Brief: Repeat every line below exactly as it reads.

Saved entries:
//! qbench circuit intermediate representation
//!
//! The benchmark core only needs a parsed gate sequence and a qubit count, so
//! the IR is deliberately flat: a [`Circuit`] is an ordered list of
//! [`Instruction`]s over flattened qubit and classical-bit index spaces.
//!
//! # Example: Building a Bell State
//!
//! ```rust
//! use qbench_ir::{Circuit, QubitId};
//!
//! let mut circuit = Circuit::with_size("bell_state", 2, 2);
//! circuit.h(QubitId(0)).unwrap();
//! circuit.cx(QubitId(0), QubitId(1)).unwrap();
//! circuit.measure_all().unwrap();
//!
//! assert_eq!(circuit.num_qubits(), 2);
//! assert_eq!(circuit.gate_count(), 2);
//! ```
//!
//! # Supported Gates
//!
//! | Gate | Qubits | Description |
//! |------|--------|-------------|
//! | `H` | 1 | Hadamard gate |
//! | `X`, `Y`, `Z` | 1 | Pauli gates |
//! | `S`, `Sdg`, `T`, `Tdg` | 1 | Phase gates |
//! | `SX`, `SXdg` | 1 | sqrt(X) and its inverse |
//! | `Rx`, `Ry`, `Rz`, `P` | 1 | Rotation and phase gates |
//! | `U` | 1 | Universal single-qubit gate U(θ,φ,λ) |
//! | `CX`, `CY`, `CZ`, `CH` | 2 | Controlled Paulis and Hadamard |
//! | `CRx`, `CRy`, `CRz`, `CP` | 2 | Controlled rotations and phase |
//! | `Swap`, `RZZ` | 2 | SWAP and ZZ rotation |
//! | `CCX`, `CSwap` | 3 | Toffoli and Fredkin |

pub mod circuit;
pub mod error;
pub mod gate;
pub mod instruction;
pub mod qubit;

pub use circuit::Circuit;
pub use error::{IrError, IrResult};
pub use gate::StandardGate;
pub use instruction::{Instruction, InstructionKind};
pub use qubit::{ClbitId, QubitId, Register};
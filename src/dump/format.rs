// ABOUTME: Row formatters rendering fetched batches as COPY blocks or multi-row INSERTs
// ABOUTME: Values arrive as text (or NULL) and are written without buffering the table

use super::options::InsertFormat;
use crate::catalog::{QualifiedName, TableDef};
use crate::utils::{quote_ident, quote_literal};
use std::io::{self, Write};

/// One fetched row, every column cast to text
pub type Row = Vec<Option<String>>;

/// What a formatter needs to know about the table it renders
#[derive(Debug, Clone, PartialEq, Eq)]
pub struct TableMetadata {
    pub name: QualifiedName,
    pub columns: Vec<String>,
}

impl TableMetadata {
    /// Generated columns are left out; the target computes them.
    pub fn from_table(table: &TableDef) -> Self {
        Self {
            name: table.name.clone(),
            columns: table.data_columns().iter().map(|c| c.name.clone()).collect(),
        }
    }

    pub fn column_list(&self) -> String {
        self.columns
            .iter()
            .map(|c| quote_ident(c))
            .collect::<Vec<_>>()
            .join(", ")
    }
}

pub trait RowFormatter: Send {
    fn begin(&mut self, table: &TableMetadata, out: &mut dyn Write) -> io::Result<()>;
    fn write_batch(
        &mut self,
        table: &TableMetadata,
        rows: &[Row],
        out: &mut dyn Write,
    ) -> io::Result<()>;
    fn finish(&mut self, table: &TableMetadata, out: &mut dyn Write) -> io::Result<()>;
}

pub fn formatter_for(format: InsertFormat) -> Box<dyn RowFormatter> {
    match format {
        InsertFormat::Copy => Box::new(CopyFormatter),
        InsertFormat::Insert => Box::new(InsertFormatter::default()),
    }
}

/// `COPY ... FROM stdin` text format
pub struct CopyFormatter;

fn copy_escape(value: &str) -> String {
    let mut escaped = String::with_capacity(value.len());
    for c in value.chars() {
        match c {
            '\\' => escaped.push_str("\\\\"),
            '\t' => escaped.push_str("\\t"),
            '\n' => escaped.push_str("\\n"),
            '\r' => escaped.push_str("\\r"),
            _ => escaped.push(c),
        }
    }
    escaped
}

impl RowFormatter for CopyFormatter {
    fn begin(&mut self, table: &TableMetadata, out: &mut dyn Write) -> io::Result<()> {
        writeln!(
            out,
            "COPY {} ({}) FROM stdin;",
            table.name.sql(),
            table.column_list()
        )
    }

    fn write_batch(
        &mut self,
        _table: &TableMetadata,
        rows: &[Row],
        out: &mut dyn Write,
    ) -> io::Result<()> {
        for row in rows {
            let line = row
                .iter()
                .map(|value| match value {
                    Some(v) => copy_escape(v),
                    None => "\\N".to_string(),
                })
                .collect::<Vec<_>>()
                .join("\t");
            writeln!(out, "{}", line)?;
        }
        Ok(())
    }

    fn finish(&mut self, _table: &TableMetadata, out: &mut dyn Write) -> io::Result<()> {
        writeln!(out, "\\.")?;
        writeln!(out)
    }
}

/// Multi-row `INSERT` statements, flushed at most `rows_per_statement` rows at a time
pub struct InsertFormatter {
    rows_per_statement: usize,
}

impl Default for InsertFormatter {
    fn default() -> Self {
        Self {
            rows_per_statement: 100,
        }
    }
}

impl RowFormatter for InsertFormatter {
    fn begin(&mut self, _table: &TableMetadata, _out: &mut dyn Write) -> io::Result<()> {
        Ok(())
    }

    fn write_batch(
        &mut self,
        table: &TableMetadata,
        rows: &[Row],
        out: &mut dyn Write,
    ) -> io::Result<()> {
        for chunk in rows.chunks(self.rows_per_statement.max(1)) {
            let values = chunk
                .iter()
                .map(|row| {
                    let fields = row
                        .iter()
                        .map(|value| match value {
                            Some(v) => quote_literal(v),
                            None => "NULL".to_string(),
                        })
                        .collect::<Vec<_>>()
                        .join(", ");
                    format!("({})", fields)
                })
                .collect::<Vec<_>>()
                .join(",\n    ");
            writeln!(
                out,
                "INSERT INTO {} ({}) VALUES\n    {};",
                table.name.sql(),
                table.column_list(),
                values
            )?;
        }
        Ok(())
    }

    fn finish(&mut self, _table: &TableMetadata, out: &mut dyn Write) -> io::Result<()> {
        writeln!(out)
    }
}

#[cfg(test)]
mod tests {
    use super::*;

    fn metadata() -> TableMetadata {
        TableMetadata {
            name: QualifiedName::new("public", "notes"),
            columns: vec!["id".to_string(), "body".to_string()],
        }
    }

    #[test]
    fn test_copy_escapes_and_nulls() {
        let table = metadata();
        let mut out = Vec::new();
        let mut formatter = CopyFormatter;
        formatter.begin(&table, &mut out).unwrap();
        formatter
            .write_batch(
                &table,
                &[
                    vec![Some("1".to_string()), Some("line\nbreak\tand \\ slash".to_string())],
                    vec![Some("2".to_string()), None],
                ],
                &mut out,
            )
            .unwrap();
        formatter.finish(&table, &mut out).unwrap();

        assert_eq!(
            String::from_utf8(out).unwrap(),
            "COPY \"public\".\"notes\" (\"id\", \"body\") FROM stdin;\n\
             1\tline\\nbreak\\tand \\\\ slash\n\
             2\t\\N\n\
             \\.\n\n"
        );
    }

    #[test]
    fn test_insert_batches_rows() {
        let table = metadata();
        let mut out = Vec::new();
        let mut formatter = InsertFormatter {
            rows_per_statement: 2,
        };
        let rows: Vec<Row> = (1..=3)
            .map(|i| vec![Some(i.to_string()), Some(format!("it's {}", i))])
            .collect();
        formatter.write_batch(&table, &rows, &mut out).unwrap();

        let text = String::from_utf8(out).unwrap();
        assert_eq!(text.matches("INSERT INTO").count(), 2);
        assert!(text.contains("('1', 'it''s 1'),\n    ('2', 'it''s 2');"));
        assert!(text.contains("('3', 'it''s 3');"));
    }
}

Response:
//! qbench circuit intermediate representation
//!
//! The benchmark core only needs a parsed gate sequence and a qubit count, so
//! the IR is deliberately flat: a [`Circuit`] is an ordered list of
//! [`Instruction`]s over flattened qubit and classical-bit index spaces.
//!
//! # Example: Building a Bell State
//!
//! ```rust
//! use qbench_ir::{Circuit, QubitId};
//!
//! let mut circuit = Circuit::with_size("bell_state", 2, 2);
//! circuit.h(QubitId(0)).unwrap();
//! circuit.cx(QubitId(0), QubitId(1)).unwrap();
//! circuit.measure_all().unwrap();
//!
//! assert_eq!(circuit.num_qubits(), 2);
//! assert_eq!(circuit.gate_count(), 2);
//! ```
//!
//! # Supported Gates
//!
//! | Gate | Qubits | Description |
//! |------|--------|-------------|
//! | `H` | 1 | Hadamard gate |
//! | `X`, `Y`, `Z` | 1 | Pauli gates |
//! | `S`, `Sdg`, `T`, `Tdg` | 1 | Phase gates |
//! | `SX`, `SXdg` | 1 | sqrt(X) and its inverse |
//! | `Rx`, `Ry`, `Rz`, `P` | 1 | Rotation and phase gates |
//! | `U` | 1 | Universal single-qubit gate U(θ,φ,λ) |
//! | `CX`, `CY`, `CZ`, `CH` | 2 | Controlled Paulis and Hadamard |
//! | `CRx`, `CRy`, `CRz`, `CP` | 2 | Controlled rotations and phase |
//! | `Swap`, `RZZ` | 2 | SWAP and ZZ rotation |
//! | `CCX`, `CSwap` | 3 | Toffoli and Fredkin |

pub mod circuit;
pub mod error;
pub mod gate;
pub mod instruction;
pub mod qubit;

pub use circuit::Circuit;
pub use error::{IrError, IrResult};
pub use gate::StandardGate;
pub use instruction::{Instruction, InstructionKind};
pub use qubit::{ClbitId, QubitId, Register};
filename src/dump/format.rs
// ABOUTME: Row formatters rendering fetched batches as COPY blocks or multi-row INSERTs
// ABOUTME: Values arrive as text (or NULL) and are written without buffering the table

use super::options::InsertFormat;
use crate::catalog::{QualifiedName, TableDef};
use crate::utils::{quote_ident, quote_literal};
use std::io::{self, Write};

/// One fetched row, every column cast to text
pub type Row = Vec<Option<String>>;

/// What a formatter needs to know about the table it renders
#[derive(Debug, Clone, PartialEq, Eq)]
pub struct TableMetadata {
    pub name: QualifiedName,
    pub columns: Vec<String>,
}

impl TableMetadata {
    /// Generated columns are left out; the target computes them.
    pub fn from_table(table: &TableDef) -> Self {
        Self {
            name: table.name.clone(),
            columns: table.data_columns().iter().map(|c| c.name.clone()).collect(),
        }
    }

    pub fn column_list(&self) -> String {
        self.columns
            .iter()
            .map(|c| quote_ident(c))
            .collect::<Vec<_>>()
            .join(", ")
    }
}

pub trait RowFormatter: Send {
    fn begin(&mut self, table: &TableMetadata, out: &mut dyn Write) -> io::Result<()>;
    fn write_batch(
        &mut self,
        table: &TableMetadata,
        rows: &[Row],
        out: &mut dyn Write,
    ) -> io::Result<()>;
    fn finish(&mut self, table: &TableMetadata, out: &mut dyn Write) -> io::Result<()>;
}

pub fn formatter_for(format: InsertFormat) -> Box<dyn RowFormatter> {
    match format {
        InsertFormat::Copy => Box::new(CopyFormatter),
        InsertFormat::Insert => Box::new(InsertFormatter::default()),
    }
}

/// `COPY ... FROM stdin` text format
pub struct CopyFormatter;

fn copy_escape(value: &str) -> String {
    let mut escaped = String::with_capacity(value.len());
    for c in value.chars() {
        match c {
            '\\' => escaped.push_str("\\\\"),
            '\t' => escaped.push_str("\\t"),
            '\n' => escaped.push_str("\\n"),
            '\r' => escaped.push_str("\\r"),
            _ => escaped.push(c),
        }
    }
    escaped
}

impl RowFormatter for CopyFormatter {
    fn begin(&mut self, table: &TableMetadata, out: &mut dyn Write) -> io::Result<()> {
        writeln!(
            out,
            "COPY {} ({}) FROM stdin;",
            table.name.sql(),
            table.column_list()
        )
    }

    fn write_batch(
        &mut self,
        _table: &TableMetadata,
        rows: &[Row],
        out: &mut dyn Write,
    ) -> io::Result<()> {
        for row in rows {
            let line = row
                .iter()
                .map(|value| match value {
                    Some(v) => copy_escape(v),
                    None => "\\N".to_string(),
                })
                .collect::<Vec<_>>()
                .join("\t");
            writeln!(out, "{}", line)?;
        }
        Ok(())
    }

    fn finish(&mut self, _table: &TableMetadata, out: &mut dyn Write) -> io::Result<()> {
        writeln!(out, "\\.")?;
        writeln!(out)
    }
}

/// Multi-row `INSERT` statements, flushed at most `rows_per_statement` rows at a time
pub struct InsertFormatter {
    rows_per_statement: usize,
}

impl Default for InsertFormatter {
    fn default() -> Self {
        Self {
            rows_per_statement: 100,
        }
    }
}

impl RowFormatter for InsertFormatter {
    fn begin(&mut self, _table: &TableMetadata, _out: &mut dyn Write) -> io::Result<()> {
        Ok(())
    }

    fn write_batch(
        &mut self,
        table: &TableMetadata,
        rows: &[Row],
        out: &mut dyn Write,
    ) -> io::Result<()> {
        for chunk in rows.chunks(self.rows_per_statement.max(1)) {
            let values = chunk
                .iter()
                .map(|row| {
                    let fields = row
                        .iter()
                        .map(|value| match value {
                            Some(v) => quote_literal(v),
                            None => "NULL".to_string(),
                        })
                        .collect::<Vec<_>>()
                        .join(", ");
                    format!("({})", fields)
                })
                .collect::<Vec<_>>()
                .join(",\n    ");
            writeln!(
                out,
                "INSERT INTO {} ({}) VALUES\n    {};",
                table.name.sql(),
                table.column_list(),
                values
            )?;
        }
        Ok(())
    }

    fn finish(&mut self, _table: &TableMetadata, out: &mut dyn Write) -> io::Result<()> {
        writeln!(out)
    }
}

#[cfg(test)]
mod tests {
    use super::*;

    fn metadata() -> TableMetadata {
        TableMetadata {
            name: QualifiedName::new("public", "notes"),
            columns: vec!["id".to_string(), "body".to_string()],
        }
    }

    #[test]
    fn test_copy_escapes_and_nulls() {
        let table = metadata();
        let mut out = Vec::new();
        let mut formatter = CopyFormatter;
        formatter.begin(&table, &mut out).unwrap();
        formatter
            .write_batch(
                &table,
                &[
                    vec![Some("1".to_string()), Some("line\nbreak\tand \\ slash".to_string())],
                    vec![Some("2".to_string()), None],
                ],
                &mut out,
            )
            .unwrap();
        formatter.finish(&table, &mut out).unwrap();

        assert_eq!(
            String::from_utf8(out).unwrap(),
            "COPY \"public\".\"notes\" (\"id\", \"body\") FROM stdin;\n\
             1\tline\\nbreak\\tand \\\\ slash\n\
             2\t\\N\n\
             \\.\n\n"
        );
    }

    #[test]
    fn test_insert_batches_rows() {
        let table = metadata();
        let mut out = Vec::new();
        let mut formatter = InsertFormatter {
            rows_per_statement: 2,
        };
        let rows: Vec<Row> = (1..=3)
            .map(|i| vec![Some(i.to_string()), Some(format!("it's {}", i))])
            .collect();
        formatter.write_batch(&table, &rows, &mut out).unwrap();

        let text = String::from_utf8(out).unwrap();
        assert_eq!(text.matches("INSERT INTO").count(), 2);
        assert!(text.contains("('1', 'it''s 1'),\n    ('2', 'it''s 2');"));
        assert!(text.contains("('3', 'it''s 3');"));
    }
}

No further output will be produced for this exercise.